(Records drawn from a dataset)
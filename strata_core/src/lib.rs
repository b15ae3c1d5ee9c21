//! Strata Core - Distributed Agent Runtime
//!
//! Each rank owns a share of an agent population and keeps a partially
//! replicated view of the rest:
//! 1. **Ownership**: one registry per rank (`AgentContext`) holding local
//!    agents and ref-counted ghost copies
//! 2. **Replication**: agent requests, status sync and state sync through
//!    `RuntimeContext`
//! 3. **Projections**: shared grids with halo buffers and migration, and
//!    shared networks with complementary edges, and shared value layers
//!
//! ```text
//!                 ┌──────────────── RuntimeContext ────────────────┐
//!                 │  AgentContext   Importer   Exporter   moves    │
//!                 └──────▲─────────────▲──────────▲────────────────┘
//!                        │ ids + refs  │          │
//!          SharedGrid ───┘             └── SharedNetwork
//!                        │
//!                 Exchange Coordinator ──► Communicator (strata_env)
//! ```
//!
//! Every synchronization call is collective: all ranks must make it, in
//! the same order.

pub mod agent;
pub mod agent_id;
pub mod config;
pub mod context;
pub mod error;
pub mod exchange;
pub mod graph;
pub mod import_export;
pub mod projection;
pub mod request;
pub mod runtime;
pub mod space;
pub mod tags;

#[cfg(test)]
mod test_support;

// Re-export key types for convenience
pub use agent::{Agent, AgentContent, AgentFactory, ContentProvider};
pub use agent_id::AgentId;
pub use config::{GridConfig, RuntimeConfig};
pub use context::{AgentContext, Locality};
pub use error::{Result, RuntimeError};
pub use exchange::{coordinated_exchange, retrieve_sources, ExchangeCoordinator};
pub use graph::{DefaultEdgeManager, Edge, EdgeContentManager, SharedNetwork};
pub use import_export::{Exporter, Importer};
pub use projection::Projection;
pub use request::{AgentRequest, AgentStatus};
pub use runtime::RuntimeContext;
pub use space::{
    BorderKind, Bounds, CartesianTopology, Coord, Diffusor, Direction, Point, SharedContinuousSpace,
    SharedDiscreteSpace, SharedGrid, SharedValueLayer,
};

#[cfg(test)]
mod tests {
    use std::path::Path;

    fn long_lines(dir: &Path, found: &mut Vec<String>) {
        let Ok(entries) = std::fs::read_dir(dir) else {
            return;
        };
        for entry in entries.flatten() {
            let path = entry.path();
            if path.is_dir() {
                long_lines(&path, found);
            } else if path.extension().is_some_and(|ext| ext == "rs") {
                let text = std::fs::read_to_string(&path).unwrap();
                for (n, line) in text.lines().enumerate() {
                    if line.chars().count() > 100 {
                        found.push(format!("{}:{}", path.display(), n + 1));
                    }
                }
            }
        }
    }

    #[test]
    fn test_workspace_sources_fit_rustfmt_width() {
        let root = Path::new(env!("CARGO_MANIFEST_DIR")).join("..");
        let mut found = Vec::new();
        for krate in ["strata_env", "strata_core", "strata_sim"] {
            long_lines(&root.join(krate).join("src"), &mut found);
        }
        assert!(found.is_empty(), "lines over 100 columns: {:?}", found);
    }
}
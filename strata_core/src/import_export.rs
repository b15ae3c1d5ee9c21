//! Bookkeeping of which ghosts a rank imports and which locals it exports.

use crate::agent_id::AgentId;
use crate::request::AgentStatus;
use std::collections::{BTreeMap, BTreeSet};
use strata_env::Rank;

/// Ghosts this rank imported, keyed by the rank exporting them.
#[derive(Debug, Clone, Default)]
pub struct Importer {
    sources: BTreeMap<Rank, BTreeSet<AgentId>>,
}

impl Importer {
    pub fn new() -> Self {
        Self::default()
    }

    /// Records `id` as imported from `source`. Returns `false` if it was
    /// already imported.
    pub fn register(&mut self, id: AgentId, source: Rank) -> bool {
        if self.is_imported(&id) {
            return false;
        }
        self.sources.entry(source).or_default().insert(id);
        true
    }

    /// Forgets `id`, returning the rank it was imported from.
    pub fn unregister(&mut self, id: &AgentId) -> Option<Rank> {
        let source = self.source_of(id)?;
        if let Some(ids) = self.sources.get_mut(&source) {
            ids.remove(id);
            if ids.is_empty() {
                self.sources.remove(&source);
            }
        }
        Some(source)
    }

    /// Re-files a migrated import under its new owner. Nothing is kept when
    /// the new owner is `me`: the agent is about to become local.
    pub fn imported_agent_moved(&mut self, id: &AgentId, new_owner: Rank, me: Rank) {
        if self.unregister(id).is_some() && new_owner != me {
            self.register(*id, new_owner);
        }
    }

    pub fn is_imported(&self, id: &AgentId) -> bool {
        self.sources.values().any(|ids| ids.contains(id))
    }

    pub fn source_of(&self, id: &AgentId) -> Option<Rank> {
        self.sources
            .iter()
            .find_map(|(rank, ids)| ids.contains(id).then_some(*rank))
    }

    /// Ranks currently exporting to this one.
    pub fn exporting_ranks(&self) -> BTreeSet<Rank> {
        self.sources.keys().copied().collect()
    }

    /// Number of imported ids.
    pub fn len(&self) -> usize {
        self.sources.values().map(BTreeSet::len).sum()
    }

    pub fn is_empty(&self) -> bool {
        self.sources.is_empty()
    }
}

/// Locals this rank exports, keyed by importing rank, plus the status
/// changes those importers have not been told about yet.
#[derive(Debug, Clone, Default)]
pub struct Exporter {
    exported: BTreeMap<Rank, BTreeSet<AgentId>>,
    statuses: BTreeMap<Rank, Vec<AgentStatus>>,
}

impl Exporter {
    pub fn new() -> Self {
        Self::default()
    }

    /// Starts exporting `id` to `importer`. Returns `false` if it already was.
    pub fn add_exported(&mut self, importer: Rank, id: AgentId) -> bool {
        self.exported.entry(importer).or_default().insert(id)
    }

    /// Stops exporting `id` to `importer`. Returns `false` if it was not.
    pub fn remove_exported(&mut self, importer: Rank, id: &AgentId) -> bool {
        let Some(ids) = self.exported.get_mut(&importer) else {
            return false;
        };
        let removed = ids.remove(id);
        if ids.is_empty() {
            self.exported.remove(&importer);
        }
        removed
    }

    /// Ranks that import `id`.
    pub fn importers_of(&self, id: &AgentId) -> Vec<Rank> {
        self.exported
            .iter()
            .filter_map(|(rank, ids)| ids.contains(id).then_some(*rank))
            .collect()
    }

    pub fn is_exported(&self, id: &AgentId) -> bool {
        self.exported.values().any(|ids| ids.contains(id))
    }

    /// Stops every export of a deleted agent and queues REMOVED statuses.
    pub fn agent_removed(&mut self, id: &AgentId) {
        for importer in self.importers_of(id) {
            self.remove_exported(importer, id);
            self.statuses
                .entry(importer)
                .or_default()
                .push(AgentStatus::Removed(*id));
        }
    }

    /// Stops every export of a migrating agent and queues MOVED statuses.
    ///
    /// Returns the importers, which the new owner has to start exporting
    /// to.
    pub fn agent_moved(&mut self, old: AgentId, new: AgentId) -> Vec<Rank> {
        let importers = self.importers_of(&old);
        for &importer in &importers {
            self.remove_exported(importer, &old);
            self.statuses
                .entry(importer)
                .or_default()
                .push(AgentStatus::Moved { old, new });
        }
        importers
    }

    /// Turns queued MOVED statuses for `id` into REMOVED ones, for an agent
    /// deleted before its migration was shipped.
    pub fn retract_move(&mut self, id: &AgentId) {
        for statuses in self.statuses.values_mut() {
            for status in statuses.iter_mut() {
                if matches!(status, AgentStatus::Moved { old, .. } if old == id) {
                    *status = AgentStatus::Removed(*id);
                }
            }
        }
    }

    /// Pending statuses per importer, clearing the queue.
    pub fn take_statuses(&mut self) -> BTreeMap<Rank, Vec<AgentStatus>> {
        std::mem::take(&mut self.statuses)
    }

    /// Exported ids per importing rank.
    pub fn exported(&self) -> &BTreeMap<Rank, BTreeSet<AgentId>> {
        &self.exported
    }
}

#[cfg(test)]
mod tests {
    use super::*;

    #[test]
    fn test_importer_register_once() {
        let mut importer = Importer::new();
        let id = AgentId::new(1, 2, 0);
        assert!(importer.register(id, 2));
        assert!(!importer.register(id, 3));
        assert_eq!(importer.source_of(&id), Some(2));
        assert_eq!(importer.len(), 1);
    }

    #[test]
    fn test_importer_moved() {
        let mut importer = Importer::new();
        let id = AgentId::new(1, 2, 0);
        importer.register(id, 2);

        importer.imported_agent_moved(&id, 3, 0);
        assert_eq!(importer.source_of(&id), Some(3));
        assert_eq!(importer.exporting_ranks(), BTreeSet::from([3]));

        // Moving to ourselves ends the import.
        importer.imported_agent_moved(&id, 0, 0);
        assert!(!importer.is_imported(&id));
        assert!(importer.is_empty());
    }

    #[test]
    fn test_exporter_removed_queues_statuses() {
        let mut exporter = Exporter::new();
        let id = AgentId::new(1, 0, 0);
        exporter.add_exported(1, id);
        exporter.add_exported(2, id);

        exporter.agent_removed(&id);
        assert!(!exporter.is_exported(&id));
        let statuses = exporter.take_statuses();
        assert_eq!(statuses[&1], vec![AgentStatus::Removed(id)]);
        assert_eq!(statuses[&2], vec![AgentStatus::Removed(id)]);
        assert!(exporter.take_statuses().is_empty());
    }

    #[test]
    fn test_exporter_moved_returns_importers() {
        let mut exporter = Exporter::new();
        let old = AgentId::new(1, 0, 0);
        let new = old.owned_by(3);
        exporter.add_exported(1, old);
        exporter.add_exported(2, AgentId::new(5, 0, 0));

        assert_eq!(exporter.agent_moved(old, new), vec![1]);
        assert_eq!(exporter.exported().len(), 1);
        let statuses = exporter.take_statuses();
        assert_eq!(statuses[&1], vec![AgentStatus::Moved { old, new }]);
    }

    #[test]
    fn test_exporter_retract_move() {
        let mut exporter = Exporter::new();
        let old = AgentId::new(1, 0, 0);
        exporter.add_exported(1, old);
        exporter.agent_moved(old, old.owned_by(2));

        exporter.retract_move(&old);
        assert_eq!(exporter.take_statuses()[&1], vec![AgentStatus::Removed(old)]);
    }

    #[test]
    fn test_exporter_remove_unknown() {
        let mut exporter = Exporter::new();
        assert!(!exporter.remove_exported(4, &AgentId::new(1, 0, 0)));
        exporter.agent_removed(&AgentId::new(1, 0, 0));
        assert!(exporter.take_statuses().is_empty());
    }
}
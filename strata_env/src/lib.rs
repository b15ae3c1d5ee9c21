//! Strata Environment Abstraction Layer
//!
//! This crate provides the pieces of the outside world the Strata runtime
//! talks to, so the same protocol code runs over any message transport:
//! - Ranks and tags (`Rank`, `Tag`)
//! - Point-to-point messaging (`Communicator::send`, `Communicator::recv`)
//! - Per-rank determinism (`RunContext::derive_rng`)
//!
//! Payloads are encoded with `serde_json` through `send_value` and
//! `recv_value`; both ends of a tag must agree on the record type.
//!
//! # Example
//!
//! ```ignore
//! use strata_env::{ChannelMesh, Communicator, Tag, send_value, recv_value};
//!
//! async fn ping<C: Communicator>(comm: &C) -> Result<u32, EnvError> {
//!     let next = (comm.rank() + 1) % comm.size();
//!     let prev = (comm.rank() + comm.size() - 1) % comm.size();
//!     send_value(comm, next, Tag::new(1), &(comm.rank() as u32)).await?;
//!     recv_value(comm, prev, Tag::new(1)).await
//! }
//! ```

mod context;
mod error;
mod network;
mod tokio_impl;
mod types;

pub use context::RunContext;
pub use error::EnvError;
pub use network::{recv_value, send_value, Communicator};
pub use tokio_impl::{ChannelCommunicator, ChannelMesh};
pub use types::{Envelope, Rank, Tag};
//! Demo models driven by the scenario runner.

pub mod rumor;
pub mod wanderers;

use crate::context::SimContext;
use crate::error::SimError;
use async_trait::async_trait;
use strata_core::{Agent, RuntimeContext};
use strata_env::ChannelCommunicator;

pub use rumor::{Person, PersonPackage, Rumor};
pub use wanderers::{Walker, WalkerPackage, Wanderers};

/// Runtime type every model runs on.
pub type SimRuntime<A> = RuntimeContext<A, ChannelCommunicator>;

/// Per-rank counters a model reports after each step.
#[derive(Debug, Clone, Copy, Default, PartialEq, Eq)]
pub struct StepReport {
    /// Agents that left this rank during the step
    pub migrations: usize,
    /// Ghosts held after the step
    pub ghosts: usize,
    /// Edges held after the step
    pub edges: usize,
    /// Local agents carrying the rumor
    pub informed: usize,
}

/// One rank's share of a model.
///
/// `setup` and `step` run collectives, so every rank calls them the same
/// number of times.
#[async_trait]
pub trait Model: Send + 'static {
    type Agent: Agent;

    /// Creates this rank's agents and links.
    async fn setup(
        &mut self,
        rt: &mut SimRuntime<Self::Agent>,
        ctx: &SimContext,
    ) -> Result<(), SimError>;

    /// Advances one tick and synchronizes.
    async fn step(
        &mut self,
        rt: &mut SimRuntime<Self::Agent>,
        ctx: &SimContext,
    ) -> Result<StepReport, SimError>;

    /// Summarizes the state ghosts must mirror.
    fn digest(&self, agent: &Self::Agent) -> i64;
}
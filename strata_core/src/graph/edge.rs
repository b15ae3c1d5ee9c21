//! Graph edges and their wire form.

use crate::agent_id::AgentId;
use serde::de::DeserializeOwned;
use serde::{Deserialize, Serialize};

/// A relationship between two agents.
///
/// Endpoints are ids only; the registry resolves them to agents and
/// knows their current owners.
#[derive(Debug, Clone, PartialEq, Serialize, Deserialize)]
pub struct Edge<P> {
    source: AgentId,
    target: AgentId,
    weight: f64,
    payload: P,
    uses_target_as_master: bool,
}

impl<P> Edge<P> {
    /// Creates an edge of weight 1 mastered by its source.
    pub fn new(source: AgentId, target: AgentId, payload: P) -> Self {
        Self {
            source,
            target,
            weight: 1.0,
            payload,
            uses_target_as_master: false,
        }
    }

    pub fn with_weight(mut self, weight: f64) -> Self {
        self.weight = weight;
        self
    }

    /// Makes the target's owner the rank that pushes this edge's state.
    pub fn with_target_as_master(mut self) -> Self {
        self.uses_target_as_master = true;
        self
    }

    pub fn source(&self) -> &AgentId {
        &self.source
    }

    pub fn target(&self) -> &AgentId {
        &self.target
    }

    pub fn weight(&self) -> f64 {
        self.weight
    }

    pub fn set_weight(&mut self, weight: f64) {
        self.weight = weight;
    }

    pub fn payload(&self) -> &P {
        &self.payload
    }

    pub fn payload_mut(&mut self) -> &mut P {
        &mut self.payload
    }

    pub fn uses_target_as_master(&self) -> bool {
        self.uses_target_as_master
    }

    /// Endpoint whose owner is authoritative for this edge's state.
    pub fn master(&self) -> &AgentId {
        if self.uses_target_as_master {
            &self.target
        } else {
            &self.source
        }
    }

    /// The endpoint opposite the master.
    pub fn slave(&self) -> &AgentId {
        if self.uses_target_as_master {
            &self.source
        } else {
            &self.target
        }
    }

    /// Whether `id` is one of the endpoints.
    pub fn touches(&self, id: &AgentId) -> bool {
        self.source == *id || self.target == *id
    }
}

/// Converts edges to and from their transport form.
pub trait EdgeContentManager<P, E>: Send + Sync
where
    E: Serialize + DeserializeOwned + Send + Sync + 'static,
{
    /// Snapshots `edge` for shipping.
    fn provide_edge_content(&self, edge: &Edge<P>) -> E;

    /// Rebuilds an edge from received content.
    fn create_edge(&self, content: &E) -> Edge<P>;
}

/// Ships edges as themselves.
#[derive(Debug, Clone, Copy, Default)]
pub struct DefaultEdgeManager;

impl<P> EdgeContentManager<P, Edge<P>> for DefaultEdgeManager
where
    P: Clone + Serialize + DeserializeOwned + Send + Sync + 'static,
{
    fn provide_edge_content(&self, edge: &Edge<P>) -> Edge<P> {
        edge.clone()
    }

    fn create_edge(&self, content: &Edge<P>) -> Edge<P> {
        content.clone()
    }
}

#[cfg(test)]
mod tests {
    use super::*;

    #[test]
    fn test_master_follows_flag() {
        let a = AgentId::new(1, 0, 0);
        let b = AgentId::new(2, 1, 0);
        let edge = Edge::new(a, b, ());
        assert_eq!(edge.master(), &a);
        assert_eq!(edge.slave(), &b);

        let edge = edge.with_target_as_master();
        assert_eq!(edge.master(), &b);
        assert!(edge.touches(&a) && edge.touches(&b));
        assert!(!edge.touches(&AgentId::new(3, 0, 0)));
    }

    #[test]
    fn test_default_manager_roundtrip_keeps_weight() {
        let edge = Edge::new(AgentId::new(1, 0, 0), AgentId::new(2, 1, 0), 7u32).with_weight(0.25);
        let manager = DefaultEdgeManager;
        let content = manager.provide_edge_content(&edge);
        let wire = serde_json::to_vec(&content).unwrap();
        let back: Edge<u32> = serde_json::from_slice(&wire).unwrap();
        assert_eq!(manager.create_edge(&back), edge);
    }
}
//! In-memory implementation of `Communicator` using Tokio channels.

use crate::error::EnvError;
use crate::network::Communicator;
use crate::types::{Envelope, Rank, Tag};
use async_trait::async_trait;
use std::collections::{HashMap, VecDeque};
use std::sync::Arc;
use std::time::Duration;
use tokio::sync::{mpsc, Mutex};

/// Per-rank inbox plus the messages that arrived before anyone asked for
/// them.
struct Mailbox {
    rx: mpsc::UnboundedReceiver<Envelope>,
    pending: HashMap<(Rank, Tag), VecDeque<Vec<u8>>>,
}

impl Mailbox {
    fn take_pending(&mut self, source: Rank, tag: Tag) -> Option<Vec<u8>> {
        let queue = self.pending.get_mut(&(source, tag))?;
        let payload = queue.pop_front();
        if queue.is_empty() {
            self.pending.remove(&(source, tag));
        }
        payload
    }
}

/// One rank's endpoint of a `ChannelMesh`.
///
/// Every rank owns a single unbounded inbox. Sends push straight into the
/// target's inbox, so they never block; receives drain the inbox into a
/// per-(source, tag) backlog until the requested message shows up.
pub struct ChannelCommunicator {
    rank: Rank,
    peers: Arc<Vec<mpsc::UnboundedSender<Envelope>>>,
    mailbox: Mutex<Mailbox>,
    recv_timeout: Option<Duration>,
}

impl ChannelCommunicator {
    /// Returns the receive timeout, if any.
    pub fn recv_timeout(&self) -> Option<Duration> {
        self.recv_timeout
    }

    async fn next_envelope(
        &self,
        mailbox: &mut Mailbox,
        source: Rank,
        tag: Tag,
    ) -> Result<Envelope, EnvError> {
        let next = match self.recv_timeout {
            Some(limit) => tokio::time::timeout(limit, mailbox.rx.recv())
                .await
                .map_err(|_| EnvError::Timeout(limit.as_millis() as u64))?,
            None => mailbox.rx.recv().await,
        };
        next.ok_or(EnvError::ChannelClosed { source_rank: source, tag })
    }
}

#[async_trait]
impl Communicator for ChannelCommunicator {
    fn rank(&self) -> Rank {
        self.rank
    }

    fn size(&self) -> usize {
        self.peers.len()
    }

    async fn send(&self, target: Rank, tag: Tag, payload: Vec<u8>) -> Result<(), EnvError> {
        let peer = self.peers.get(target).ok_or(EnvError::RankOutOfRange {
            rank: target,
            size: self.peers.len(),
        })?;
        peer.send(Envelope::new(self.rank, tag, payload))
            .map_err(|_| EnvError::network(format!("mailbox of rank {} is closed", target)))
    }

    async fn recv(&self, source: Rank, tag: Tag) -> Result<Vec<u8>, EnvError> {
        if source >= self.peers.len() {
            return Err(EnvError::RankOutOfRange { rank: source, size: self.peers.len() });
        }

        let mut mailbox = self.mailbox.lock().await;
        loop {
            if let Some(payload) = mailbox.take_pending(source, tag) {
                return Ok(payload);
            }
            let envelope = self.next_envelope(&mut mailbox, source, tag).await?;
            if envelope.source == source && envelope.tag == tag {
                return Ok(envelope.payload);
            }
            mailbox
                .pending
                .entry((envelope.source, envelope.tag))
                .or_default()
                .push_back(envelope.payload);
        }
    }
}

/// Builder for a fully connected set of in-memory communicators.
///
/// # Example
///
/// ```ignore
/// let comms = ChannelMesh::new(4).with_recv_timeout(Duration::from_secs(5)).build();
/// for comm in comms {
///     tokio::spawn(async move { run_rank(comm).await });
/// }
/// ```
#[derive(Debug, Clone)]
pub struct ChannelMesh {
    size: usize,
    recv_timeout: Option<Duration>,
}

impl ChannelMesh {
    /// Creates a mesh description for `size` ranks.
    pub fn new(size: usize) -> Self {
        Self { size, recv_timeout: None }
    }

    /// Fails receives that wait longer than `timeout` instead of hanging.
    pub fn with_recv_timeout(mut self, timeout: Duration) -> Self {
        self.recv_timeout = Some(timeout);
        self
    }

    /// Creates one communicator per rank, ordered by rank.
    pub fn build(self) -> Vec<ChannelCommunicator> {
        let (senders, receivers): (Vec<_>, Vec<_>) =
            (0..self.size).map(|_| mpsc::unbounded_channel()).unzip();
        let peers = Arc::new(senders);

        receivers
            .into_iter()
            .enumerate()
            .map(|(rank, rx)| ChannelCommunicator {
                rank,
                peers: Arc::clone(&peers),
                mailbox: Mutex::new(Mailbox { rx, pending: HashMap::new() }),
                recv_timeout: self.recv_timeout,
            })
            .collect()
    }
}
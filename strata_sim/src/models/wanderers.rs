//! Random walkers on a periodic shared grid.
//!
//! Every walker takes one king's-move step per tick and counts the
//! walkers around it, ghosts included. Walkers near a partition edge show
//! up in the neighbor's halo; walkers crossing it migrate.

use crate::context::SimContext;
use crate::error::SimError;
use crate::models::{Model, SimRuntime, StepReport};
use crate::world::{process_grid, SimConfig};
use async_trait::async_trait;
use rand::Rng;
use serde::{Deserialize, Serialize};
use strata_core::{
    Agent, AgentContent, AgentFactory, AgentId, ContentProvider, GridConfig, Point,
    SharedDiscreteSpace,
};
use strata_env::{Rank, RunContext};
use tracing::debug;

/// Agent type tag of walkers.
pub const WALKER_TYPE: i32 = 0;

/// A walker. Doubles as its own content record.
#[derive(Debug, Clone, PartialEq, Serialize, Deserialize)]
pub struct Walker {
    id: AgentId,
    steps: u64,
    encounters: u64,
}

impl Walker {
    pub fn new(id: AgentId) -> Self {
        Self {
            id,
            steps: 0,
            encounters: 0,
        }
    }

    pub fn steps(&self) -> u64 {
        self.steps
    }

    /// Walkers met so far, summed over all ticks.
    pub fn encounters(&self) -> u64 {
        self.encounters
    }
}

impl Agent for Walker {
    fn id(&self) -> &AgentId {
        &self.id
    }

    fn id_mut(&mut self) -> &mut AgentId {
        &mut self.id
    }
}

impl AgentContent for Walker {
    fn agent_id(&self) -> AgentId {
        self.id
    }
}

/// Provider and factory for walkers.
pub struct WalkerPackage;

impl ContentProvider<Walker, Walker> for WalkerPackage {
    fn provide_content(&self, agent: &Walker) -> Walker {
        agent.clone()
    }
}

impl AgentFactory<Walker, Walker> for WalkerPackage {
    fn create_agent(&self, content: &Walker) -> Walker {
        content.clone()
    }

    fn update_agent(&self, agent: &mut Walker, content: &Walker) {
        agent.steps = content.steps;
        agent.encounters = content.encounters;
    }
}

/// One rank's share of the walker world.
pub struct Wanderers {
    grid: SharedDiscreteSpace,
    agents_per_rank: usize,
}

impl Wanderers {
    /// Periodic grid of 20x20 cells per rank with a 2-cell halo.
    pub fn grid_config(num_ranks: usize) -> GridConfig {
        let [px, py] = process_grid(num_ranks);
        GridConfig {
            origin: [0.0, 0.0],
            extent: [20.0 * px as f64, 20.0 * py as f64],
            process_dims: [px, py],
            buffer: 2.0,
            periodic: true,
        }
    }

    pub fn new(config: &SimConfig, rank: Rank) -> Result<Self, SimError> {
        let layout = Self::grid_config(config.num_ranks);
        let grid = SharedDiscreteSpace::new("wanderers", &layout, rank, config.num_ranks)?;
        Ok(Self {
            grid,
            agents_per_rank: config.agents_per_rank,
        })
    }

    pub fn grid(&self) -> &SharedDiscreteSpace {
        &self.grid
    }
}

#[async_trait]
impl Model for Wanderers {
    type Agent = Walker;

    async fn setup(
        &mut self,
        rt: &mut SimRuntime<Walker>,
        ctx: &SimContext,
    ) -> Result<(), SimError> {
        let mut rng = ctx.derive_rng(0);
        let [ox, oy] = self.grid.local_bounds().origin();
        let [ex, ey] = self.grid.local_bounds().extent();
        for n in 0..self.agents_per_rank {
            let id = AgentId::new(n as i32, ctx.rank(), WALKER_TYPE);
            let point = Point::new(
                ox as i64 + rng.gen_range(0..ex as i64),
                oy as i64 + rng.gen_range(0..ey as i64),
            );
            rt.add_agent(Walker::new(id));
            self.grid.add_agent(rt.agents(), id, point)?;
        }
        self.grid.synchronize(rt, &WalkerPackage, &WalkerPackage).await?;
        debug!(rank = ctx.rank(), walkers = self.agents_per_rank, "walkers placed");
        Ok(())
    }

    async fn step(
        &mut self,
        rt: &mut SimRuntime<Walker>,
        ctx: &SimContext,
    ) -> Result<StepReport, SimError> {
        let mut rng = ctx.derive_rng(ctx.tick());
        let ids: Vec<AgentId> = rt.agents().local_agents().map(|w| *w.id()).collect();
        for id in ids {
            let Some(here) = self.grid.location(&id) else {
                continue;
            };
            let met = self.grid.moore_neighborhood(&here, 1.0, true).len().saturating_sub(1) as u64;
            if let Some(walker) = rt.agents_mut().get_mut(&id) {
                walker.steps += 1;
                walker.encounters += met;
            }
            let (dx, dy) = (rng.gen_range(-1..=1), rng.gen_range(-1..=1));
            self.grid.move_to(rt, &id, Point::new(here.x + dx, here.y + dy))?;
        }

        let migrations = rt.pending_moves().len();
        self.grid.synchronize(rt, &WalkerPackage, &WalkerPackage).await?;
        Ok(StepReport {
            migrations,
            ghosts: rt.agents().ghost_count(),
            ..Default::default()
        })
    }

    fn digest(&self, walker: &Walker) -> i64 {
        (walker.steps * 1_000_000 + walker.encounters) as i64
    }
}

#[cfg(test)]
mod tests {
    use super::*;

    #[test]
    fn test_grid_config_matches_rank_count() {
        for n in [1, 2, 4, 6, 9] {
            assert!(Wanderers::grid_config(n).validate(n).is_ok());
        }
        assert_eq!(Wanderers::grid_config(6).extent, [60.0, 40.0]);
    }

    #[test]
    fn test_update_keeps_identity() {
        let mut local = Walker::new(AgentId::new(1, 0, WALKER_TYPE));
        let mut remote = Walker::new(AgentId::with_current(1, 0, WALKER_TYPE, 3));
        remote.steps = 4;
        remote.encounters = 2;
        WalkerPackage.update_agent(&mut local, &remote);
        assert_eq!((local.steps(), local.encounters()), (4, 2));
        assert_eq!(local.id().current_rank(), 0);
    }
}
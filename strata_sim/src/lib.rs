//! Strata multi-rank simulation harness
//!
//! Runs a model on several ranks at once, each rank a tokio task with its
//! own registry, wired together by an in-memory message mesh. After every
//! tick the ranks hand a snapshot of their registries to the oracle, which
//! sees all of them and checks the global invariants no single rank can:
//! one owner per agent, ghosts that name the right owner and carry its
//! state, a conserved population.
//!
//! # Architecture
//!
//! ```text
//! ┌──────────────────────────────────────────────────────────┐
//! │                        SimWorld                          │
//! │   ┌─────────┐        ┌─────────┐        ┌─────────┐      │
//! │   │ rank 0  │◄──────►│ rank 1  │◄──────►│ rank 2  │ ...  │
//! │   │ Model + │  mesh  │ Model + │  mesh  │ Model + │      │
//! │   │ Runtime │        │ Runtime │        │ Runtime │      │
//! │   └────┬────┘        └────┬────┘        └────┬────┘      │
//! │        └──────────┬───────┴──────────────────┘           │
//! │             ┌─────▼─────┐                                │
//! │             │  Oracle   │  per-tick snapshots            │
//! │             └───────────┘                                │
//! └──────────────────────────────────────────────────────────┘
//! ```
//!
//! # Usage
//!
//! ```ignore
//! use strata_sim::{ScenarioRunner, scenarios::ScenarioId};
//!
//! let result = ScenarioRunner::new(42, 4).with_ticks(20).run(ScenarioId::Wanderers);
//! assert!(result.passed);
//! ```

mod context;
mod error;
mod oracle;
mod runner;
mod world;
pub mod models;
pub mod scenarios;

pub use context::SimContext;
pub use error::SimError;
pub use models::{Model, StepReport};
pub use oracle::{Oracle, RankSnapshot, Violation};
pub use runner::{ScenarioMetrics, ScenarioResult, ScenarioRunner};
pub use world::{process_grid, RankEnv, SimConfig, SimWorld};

Work item:
Which lines of the entries above contain the word "scenarios"? Copy each of them.

Reply to the exercise:
//! use strata_sim::{ScenarioRunner, scenarios::ScenarioId};
pub mod scenarios;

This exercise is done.